On her last book tour, Amy Stewart served specialty cocktails at her readings. It was only fitting for her book, “The Drunken Botanist,” a historical tour of boozy plants. That was Stewart’s fifth work of nonfiction; since 2001 she’s been hitting bestseller lists with her quirky tales of the natural world with books that include “Wicked Plants” and “Flower Confidential.”

“We had so much fun,” she says of that tour. But it was something of a farewell — for now, she’s leaving nonfiction and gardens behind for an unexpected jaunt through Paterson, N.J., circa 1915.

Stewart had become obsessed with the long-forgotten tale of the real-life Kopp sisters. A century ago, when women hadn’t earned the right to vote, Constance, Norma and Fleurette stood up to one of the city’s wealthiest men and his violent gang of thugs.

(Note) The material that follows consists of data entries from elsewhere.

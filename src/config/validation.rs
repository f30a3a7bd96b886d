//! Configuration validation.
//!
//! Serde handles syntax; this module checks the values make sense together.
//! All problems are collected and returned at once.

use std::net::SocketAddr;

use thiserror::Error;

use crate::config::schema::ProxyConfig;

/// A single semantic problem found in a configuration.
#[derive(Debug, Clone, PartialEq, Eq, Error)]
pub enum ValidationError {
    #[error("listener.bind_address `{0}` is not a socket address")]
    BindAddress(String),

    #[error("proxy.path `{0}` must start with '/'")]
    ProxyPath(String),

    #[error("proxy.target_param must not be empty")]
    EmptyTargetParam,

    #[error("proxy.allowed_host_suffix must not be empty")]
    EmptyHostSuffix,

    #[error("observability.metrics_address `{0}` is not a socket address")]
    MetricsAddress(String),
}

/// Validate a parsed configuration.
pub fn validate_config(config: &ProxyConfig) -> Result<(), Vec<ValidationError>> {
    let mut errors = Vec::new();

    if config.listener.bind_address.parse::<SocketAddr>().is_err() {
        errors.push(ValidationError::BindAddress(
            config.listener.bind_address.clone(),
        ));
    }

    if !config.proxy.path.starts_with('/') {
        errors.push(ValidationError::ProxyPath(config.proxy.path.clone()));
    }

    if config.proxy.target_param.is_empty() {
        errors.push(ValidationError::EmptyTargetParam);
    }

    if config.proxy.allowed_host_suffix.is_empty() {
        errors.push(ValidationError::EmptyHostSuffix);
    }

    // Only checked when the exporter will actually bind.
    if config.observability.metrics_enabled
        && config
            .observability
            .metrics_address
            .parse::<SocketAddr>()
            .is_err()
    {
        errors.push(ValidationError::MetricsAddress(
            config.observability.metrics_address.clone(),
        ));
    }

    if errors.is_empty() {
        Ok(())
    } else {
        Err(errors)
    }
}
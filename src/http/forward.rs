//! The forwarder: validates the target, fetches it once, relays the result.
//!
//! # Flow
//! ```text
//! OPTIONS                      → 204 + CORS
//! ?u missing / empty           → 400 + CORS
//! ?u not an absolute URL       → 502 + CORS
//! host without allowed suffix  → 403 + CORS   (no upstream contact)
//! otherwise                    → GET/HEAD upstream, relay status/headers/body + CORS
//! ```

use std::time::Instant;

use axum::{
    body::Body,
    http::{HeaderMap, Method, Request, StatusCode},
    response::{IntoResponse, Response},
};
use reqwest::redirect::Policy;
use url::Url;

use crate::config::{ForwardConfig, UpstreamConfig};
use crate::http::cors::CorsHeaders;
use crate::http::error::ProxyError;
use crate::http::headers::{filter_request_headers, relay_response_headers};
use crate::observability::metrics;

/// Request-scoped forwarding logic plus the immutable pieces it shares.
#[derive(Debug, Clone)]
pub struct Forwarder {
    client: reqwest::Client,
    cors: CorsHeaders,
    target_param: String,
    allowed_host_suffix: String,
}

/// Build the outbound client. Content decoding stays off so upstream
/// `content-encoding` and `content-length` still describe the relayed bytes.
pub fn build_client(config: &UpstreamConfig) -> reqwest::Result<reqwest::Client> {
    reqwest::Client::builder()
        .redirect(Policy::limited(config.max_redirects))
        .build()
}

/// Only `HEAD` survives as itself; everything else is fetched with `GET`.
pub fn outbound_method(inbound: &Method) -> Method {
    if *inbound == Method::HEAD {
        Method::HEAD
    } else {
        Method::GET
    }
}

impl Forwarder {
    pub fn new(config: &ForwardConfig, client: reqwest::Client) -> Self {
        Self {
            client,
            cors: CorsHeaders::new(),
            target_param: config.target_param.clone(),
            allowed_host_suffix: config.allowed_host_suffix.clone(),
        }
    }

    /// First value of the target parameter, if present and non-empty.
    pub fn target_from_query(&self, query: Option<&str>) -> Option<String> {
        let query = query?;
        url::form_urlencoded::parse(query.as_bytes())
            .find(|(key, _)| key == self.target_param.as_str())
            .map(|(_, value)| value.into_owned())
            .filter(|value| !value.is_empty())
    }

    /// Extract, parse and check the target URL.
    pub fn resolve_target(&self, query: Option<&str>) -> Result<Url, ProxyError> {
        let raw = self
            .target_from_query(query)
            .ok_or_else(|| ProxyError::MissingTarget {
                param: self.target_param.clone(),
            })?;

        let target = Url::parse(&raw)?;

        // Suffix match, not domain match: "notehuggingface.co" passes.
        let host = target.host_str().unwrap_or_default();
        if !host.ends_with(&self.allowed_host_suffix) {
            return Err(ProxyError::ForbiddenHost {
                host: host.to_string(),
                suffix: self.allowed_host_suffix.clone(),
            });
        }

        Ok(target)
    }

    /// Handle one inbound request. Never fails: every error becomes a
    /// plain-text response carrying the CORS headers.
    pub async fn handle(&self, request: Request<Body>) -> Response {
        let start_time = Instant::now();
        let method = request.method().clone();
        let request_id = request
            .headers()
            .get("x-request-id")
            .and_then(|v| v.to_str().ok())
            .unwrap_or("unknown")
            .to_string();

        if method == Method::OPTIONS {
            metrics::record_request(&method, 204, "preflight", start_time);
            return self.preflight();
        }

        let target = match self.resolve_target(request.uri().query()) {
            Ok(target) => target,
            Err(err) => {
                tracing::warn!(
                    request_id = %request_id,
                    kind = err.kind(),
                    error = %err,
                    "Rejected target"
                );
                let response = self.error_response(&err);
                metrics::record_request(
                    &method,
                    response.status().as_u16(),
                    err.kind(),
                    start_time,
                );
                return response;
            }
        };

        let outbound = outbound_method(&method);
        let headers = filter_request_headers(request.headers());

        tracing::debug!(
            request_id = %request_id,
            method = %method,
            outbound = %outbound,
            url = %target,
            "Forwarding request"
        );

        match self.forward(outbound, target, headers).await {
            Ok(response) => {
                tracing::debug!(
                    request_id = %request_id,
                    status = %response.status(),
                    "Upstream responded"
                );
                metrics::record_request(
                    &method,
                    response.status().as_u16(),
                    "relayed",
                    start_time,
                );
                response
            }
            Err(err) => {
                tracing::error!(request_id = %request_id, error = %err, "Upstream error");
                let response = self.error_response(&err);
                metrics::record_request(
                    &method,
                    response.status().as_u16(),
                    err.kind(),
                    start_time,
                );
                response
            }
        }
    }

    /// Single upstream attempt. Redirects are followed by the client.
    async fn forward(
        &self,
        method: Method,
        target: Url,
        headers: HeaderMap,
    ) -> Result<Response, ProxyError> {
        let upstream = self
            .client
            .request(method.clone(), target)
            .headers(headers)
            .send()
            .await?;

        let status = upstream.status();
        let mut headers = relay_response_headers(upstream.headers());
        self.cors.apply(&mut headers);

        let body = if method == Method::HEAD {
            Body::empty()
        } else {
            Body::from_stream(upstream.bytes_stream())
        };

        let mut response = Response::new(body);
        *response.status_mut() = status;
        *response.headers_mut() = headers;
        Ok(response)
    }

    /// 204 with nothing but the CORS headers.
    pub fn preflight(&self) -> Response {
        let mut response = StatusCode::NO_CONTENT.into_response();
        *response.headers_mut() = self.cors.to_header_map();
        response
    }

    pub fn error_response(&self, err: &ProxyError) -> Response {
        let mut response = (err.status(), err.to_string()).into_response();
        self.cors.apply(response.headers_mut());
        response
    }
}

“I felt this very powerful sense of obligation,” Stewart says. “Everyone forgot about them, and I found them. I dug them up. I resurrected this story, and I can’t not tell it now.”

The Kopps are the stars of Stewart’s new zippy, winsome novel, “Girl Waits With Gun” (Houghton Mifflin Harcourt; 416 pages, $27). Filled with historical detail without being weighed down by it, the novel is a cinematic story of the women, the siege instigated by their powerful enemy, and their brave efforts in the face of real violence.

To fill in the gaps, Stewart wanted the tools available to a novelist; the book is told from Constance’s point of view. She’s the eldest, tall and solid. After their mother’s death, it falls to Constance to preserve the family farm. Her sister Norma is capable and dour, a strong agrarian with a flock of carrier pigeons. Fleurette, the youngest, is a petite proto-flapper who would be flirty if only her sisters let her get into town once in a while.

But taking a trip into town is exactly what caused them to cross paths with the local factory owner, and then their troubles began. Using the threat of the notorious Black Hand, his thugs stake out their house, break windows, shoot at the sisters and threaten to kidnap Fleurette and sell her into slavery. Unlike most who’d suffered similarly, the Kopps allied with authorities to try to prosecute them. The book’s title comes from a headline about Constance, who showed up to meet extortionists not with the promised cash but with a handgun.

“What I wanted was for other people to have the same emotion I had when I found them … ” Stewart says, “that sense of fun and spirit and adventure.”